- [Source data]

╭──

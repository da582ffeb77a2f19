//! Fixture-file store fetcher.
//!
//! Serves listings from a JSON array on disk, one file per store:
//!
//! ```json
//! [
//!   { "name": "NexGard Spectra Cão Grande CX 3 Comprimidos", "price": "289.90",
//!     "image_url": "https://cdn.example.com/nexgard.jpg", "link": "https://..." }
//! ]
//! ```
//!
//! A listing matches a search when every token of the term appears among the
//! listing name's tokens. Used for offline runs and tests.

use anyhow::{anyhow, Result};
use async_trait::async_trait;
use std::collections::HashSet;
use std::path::PathBuf;
use tracing::debug;

use crate::config::StoreConfig;
use crate::error::FetchError;
use crate::models::RawListing;
use crate::traits::StoreFetcher;

pub struct FileFetcher {
    name: String,
    path: PathBuf,
    listings: Vec<RawListing>,
}

impl FileFetcher {
    pub fn new(config: StoreConfig) -> Result<Self> {
        let path = config
            .path
            .ok_or_else(|| anyhow!("store '{}': file fetcher requires `path`", config.name))?;
        Ok(Self {
            name: config.name,
            path,
            listings: Vec::new(),
        })
    }

    /// Build a fetcher over listings already in memory.
    pub fn from_listings(name: impl Into<String>, listings: Vec<RawListing>) -> Self {
        Self {
            name: name.into(),
            path: PathBuf::new(),
            listings,
        }
    }
}

#[async_trait]
impl StoreFetcher for FileFetcher {
    fn store_name(&self) -> &str {
        &self.name
    }

    fn kind(&self) -> &str {
        "file"
    }

    async fn open(&mut self) -> Result<(), FetchError> {
        if self.path.as_os_str().is_empty() {
            return Ok(());
        }
        let raw = tokio::fs::read_to_string(&self.path).await?;
        self.listings = serde_json::from_str(&raw)?;
        debug!(store = %self.name, listings = self.listings.len(), "loaded fixture");
        Ok(())
    }

    async fn search(&mut self, term: &str) -> Result<Vec<RawListing>, FetchError> {
        let wanted = tokens(term);
        if wanted.is_empty() {
            return Ok(Vec::new());
        }
        Ok(self
            .listings
            .iter()
            .filter(|listing| {
                let have = tokens(&listing.name);
                wanted.iter().all(|t| have.contains(t))
            })
            .cloned()
            .collect())
    }
}

fn tokens(s: &str) -> HashSet<String> {
    s.to_lowercase()
        .split(|c: char| !c.is_alphanumeric())
        .filter(|t| !t.is_empty())
        .map(str::to_string)
        .collect()
}

#[cfg(test)]
mod tests {
    use super::*;
    use crate::config::StoreKind;
    use rust_decimal::Decimal;
    use std::io::Write;

    fn store_config(path: PathBuf) -> StoreConfig {
        StoreConfig {
            name: "Cobasi".into(),
            kind: StoreKind::File,
            path: Some(path),
            url: None,
            timeout_secs: 15,
            api_key_env: None,
        }
    }

    #[tokio::test]
    async fn loads_fixture_and_matches_all_tokens() {
        let mut file = tempfile::NamedTempFile::new().unwrap();
        write!(
            file,
            r#"[
                {{"name": "Ração Golden Special Frango Filhote 15kg", "price": "189.90",
                  "image_url": "https://cdn.example.com/golden.jpg"}},
                {{"name": "Ração Golden Fórmula Carne Adultos 15kg", "price": 179.5}}
            ]"#
        )
        .unwrap();

        let mut fetcher = FileFetcher::new(store_config(file.path().to_path_buf())).unwrap();
        fetcher.open().await.unwrap();

        let hits = fetcher.search("golden special").await.unwrap();
        assert_eq!(hits.len(), 1);
        assert_eq!(hits[0].price, Decimal::new(18990, 2));

        let hits = fetcher.search("Ração Golden 15kg").await.unwrap();
        assert_eq!(hits.len(), 2);
        assert_eq!(hits[1].price, Decimal::new(1795, 1));

        assert!(fetcher.search("premier").await.unwrap().is_empty());
        assert!(fetcher.search("  ").await.unwrap().is_empty());
    }

    #[tokio::test]
    async fn missing_fixture_fails_open() {
        let mut fetcher =
            FileFetcher::new(store_config(PathBuf::from("/nonexistent/fixture.json"))).unwrap();
        assert!(matches!(fetcher.open().await, Err(FetchError::Io(_))));
    }

    #[tokio::test]
    async fn malformed_fixture_is_decode_error() {
        let mut file = tempfile::NamedTempFile::new().unwrap();
        write!(file, "{{not json").unwrap();
        let mut fetcher = FileFetcher::new(store_config(file.path().to_path_buf())).unwrap();
        assert!(matches!(fetcher.open().await, Err(FetchError::Decode(_))));
    }
}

╰──

- [Directions] Print the data above exactly as it reads.

- [Expected answer]
repository da582ffeb77a2f19
//! Fixture-file store fetcher.
//!
//! Serves listings from a JSON array on disk, one file per store:
//!
//! ```json
//! [
//!   { "name": "NexGard Spectra Cão Grande CX 3 Comprimidos", "price": "289.90",
//!     "image_url": "https://cdn.example.com/nexgard.jpg", "link": "https://..." }
//! ]
//! ```
//!
//! A listing matches a search when every token of the term appears among the
//! listing name's tokens. Used for offline runs and tests.

use anyhow::{anyhow, Result};
use async_trait::async_trait;
use std::collections::HashSet;
use std::path::PathBuf;
use tracing::debug;

use crate::config::StoreConfig;
use crate::error::FetchError;
use crate::models::RawListing;
use crate::traits::StoreFetcher;

pub struct FileFetcher {
    name: String,
    path: PathBuf,
    listings: Vec<RawListing>,
}

impl FileFetcher {
    pub fn new(config: StoreConfig) -> Result<Self> {
        let path = config
            .path
            .ok_or_else(|| anyhow!("store '{}': file fetcher requires `path`", config.name))?;
        Ok(Self {
            name: config.name,
            path,
            listings: Vec::new(),
        })
    }

    /// Build a fetcher over listings already in memory.
    pub fn from_listings(name: impl Into<String>, listings: Vec<RawListing>) -> Self {
        Self {
            name: name.into(),
            path: PathBuf::new(),
            listings,
        }
    }
}

#[async_trait]
impl StoreFetcher for FileFetcher {
    fn store_name(&self) -> &str {
        &self.name
    }

    fn kind(&self) -> &str {
        "file"
    }

    async fn open(&mut self) -> Result<(), FetchError> {
        if self.path.as_os_str().is_empty() {
            return Ok(());
        }
        let raw = tokio::fs::read_to_string(&self.path).await?;
        self.listings = serde_json::from_str(&raw)?;
        debug!(store = %self.name, listings = self.listings.len(), "loaded fixture");
        Ok(())
    }

    async fn search(&mut self, term: &str) -> Result<Vec<RawListing>, FetchError> {
        let wanted = tokens(term);
        if wanted.is_empty() {
            return Ok(Vec::new());
        }
        Ok(self
            .listings
            .iter()
            .filter(|listing| {
                let have = tokens(&listing.name);
                wanted.iter().all(|t| have.contains(t))
            })
            .cloned()
            .collect())
    }
}

fn tokens(s: &str) -> HashSet<String> {
    s.to_lowercase()
        .split(|c: char| !c.is_alphanumeric())
        .filter(|t| !t.is_empty())
        .map(str::to_string)
        .collect()
}

#[cfg(test)]
mod tests {
    use super::*;
    use crate::config::StoreKind;
    use rust_decimal::Decimal;
    use std::io::Write;

    fn store_config(path: PathBuf) -> StoreConfig {
        StoreConfig {
            name: "Cobasi".into(),
            kind: StoreKind::File,
            path: Some(path),
            url: None,
            timeout_secs: 15,
            api_key_env: None,
        }
    }

    #[tokio::test]
    async fn loads_fixture_and_matches_all_tokens() {
        let mut file = tempfile::NamedTempFile::new().unwrap();
        write!(
            file,
            r#"[
                {{"name": "Ração Golden Special Frango Filhote 15kg", "price": "189.90",
                  "image_url": "https://cdn.example.com/golden.jpg"}},
                {{"name": "Ração Golden Fórmula Carne Adultos 15kg", "price": 179.5}}
            ]"#
        )
        .unwrap();

        let mut fetcher = FileFetcher::new(store_config(file.path().to_path_buf())).unwrap();
        fetcher.open().await.unwrap();

        let hits = fetcher.search("golden special").await.unwrap();
        assert_eq!(hits.len(), 1);
        assert_eq!(hits[0].price, Decimal::new(18990, 2));

        let hits = fetcher.search("Ração Golden 15kg").await.unwrap();
        assert_eq!(hits.len(), 2);
        assert_eq!(hits[1].price, Decimal::new(1795, 1));

        assert!(fetcher.search("premier").await.unwrap().is_empty());
        assert!(fetcher.search("  ").await.unwrap().is_empty());
    }

    #[tokio::test]
    async fn missing_fixture_fails_open() {
        let mut fetcher =
            FileFetcher::new(store_config(PathBuf::from("/nonexistent/fixture.json"))).unwrap();
        assert!(matches!(fetcher.open().await, Err(FetchError::Io(_))));
    }

    #[tokio::test]
    async fn malformed_fixture_is_decode_error() {
        let mut file = tempfile::NamedTempFile::new().unwrap();
        write!(file, "{{not json").unwrap();
        let mut fetcher = FileFetcher::new(store_config(file.path().to_path_buf())).unwrap();
        assert!(matches!(fetcher.open().await, Err(FetchError::Decode(_))));
    }
}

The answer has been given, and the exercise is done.